Tally the lines of the entries in which the string "struct" occurs, and say only how many.

• **PROVIDED RECORDS**:

● ● ● ● ● ● ●

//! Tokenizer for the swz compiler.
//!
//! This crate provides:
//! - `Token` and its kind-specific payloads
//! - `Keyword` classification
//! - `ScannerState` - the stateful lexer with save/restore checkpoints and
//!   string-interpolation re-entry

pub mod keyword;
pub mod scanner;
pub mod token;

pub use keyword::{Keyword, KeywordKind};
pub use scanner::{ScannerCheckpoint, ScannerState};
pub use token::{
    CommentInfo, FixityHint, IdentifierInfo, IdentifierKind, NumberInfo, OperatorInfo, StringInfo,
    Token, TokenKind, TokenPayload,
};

● ● ● ● ● ● ●

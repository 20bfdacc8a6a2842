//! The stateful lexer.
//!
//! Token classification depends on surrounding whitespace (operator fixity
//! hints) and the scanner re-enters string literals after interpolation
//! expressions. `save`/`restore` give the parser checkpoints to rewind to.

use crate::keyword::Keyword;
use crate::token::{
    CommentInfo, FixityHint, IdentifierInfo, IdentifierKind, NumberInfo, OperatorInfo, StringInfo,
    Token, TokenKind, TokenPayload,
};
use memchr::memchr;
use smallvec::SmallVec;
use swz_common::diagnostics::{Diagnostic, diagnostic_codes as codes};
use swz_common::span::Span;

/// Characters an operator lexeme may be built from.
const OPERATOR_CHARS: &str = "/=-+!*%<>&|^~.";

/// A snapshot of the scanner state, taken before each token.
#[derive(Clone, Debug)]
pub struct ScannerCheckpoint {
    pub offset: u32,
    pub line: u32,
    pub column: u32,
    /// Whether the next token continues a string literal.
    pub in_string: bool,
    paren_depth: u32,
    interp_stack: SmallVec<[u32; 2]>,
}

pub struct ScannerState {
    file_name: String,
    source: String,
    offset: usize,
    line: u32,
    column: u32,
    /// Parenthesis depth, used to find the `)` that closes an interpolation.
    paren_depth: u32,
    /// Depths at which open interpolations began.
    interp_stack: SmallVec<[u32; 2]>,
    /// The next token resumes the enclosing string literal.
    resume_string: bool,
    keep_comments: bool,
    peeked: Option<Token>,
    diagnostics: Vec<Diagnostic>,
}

● ● ● ● ● ● ●

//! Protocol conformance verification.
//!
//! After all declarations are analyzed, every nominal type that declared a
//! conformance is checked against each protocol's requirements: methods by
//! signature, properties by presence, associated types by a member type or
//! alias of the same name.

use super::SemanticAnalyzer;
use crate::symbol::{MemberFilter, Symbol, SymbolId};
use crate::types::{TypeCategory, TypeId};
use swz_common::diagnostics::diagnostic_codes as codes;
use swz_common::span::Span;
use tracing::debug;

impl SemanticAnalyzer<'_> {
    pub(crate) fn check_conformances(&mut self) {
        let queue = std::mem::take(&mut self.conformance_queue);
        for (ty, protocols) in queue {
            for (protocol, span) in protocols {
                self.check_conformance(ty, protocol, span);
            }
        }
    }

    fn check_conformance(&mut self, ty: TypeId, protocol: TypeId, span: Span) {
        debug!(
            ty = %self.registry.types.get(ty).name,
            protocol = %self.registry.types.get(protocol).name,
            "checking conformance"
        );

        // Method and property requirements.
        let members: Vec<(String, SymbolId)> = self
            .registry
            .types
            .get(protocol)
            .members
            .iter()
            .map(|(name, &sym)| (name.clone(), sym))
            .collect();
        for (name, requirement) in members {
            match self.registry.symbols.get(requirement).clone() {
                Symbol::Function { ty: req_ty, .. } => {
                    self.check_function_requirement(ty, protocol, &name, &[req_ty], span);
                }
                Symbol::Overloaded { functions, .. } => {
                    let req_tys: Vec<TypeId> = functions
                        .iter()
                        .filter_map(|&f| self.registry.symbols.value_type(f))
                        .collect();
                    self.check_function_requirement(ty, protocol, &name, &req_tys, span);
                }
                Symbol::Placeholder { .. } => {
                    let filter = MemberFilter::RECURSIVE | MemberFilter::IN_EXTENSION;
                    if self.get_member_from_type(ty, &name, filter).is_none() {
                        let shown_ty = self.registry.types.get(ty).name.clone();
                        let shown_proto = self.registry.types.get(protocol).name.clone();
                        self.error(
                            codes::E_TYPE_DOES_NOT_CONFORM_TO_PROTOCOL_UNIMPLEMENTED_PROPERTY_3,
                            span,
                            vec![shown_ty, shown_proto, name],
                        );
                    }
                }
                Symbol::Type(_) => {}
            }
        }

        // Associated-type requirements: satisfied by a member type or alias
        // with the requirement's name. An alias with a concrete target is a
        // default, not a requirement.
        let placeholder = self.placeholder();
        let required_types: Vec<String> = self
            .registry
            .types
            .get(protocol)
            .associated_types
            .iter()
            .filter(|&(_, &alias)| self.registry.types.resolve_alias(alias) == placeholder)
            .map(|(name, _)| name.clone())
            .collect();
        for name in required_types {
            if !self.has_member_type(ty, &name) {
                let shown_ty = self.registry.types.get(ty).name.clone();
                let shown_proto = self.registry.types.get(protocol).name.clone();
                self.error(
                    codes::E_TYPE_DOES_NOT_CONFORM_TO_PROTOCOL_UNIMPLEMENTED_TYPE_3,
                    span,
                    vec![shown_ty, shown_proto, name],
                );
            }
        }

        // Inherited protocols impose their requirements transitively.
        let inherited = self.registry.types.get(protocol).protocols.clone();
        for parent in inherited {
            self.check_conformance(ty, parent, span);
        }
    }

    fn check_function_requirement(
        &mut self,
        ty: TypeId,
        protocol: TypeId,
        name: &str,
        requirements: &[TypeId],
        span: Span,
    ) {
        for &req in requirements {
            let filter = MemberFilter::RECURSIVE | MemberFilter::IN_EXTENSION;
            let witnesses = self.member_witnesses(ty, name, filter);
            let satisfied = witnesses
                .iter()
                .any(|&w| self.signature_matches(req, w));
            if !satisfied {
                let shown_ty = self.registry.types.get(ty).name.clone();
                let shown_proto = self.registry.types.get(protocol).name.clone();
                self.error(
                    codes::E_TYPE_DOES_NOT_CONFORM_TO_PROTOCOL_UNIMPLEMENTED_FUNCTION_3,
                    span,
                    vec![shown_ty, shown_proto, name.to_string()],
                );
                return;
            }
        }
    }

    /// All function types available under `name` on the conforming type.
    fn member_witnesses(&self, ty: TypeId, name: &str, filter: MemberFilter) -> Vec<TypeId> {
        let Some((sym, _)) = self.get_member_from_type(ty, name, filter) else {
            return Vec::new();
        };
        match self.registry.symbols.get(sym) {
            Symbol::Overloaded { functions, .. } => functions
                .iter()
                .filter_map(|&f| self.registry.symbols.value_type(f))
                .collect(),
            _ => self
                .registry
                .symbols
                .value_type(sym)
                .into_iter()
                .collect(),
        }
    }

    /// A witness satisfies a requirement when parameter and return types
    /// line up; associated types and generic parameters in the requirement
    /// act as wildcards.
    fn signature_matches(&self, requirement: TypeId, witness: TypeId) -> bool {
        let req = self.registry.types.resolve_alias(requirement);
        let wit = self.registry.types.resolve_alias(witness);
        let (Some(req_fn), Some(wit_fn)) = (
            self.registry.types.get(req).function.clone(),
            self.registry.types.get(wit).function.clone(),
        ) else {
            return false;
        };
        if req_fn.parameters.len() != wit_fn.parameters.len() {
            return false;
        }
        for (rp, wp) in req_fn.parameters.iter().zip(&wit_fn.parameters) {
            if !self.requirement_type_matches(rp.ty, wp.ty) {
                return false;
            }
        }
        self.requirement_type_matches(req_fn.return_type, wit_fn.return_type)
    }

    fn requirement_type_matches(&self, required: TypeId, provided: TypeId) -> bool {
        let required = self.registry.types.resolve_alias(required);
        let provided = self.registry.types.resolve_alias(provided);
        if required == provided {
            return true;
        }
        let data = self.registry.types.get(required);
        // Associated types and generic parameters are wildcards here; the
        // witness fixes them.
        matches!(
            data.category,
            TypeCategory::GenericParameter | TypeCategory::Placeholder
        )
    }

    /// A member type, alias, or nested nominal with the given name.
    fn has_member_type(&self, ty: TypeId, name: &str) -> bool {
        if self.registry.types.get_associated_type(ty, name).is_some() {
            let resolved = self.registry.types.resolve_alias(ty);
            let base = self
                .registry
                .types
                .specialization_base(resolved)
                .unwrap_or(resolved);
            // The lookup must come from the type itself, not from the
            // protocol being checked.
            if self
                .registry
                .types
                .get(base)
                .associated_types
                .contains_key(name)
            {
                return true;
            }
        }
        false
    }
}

● ● ● ● ● ● ●

• **RESPONSE FOR THIS EXERCISE**:
2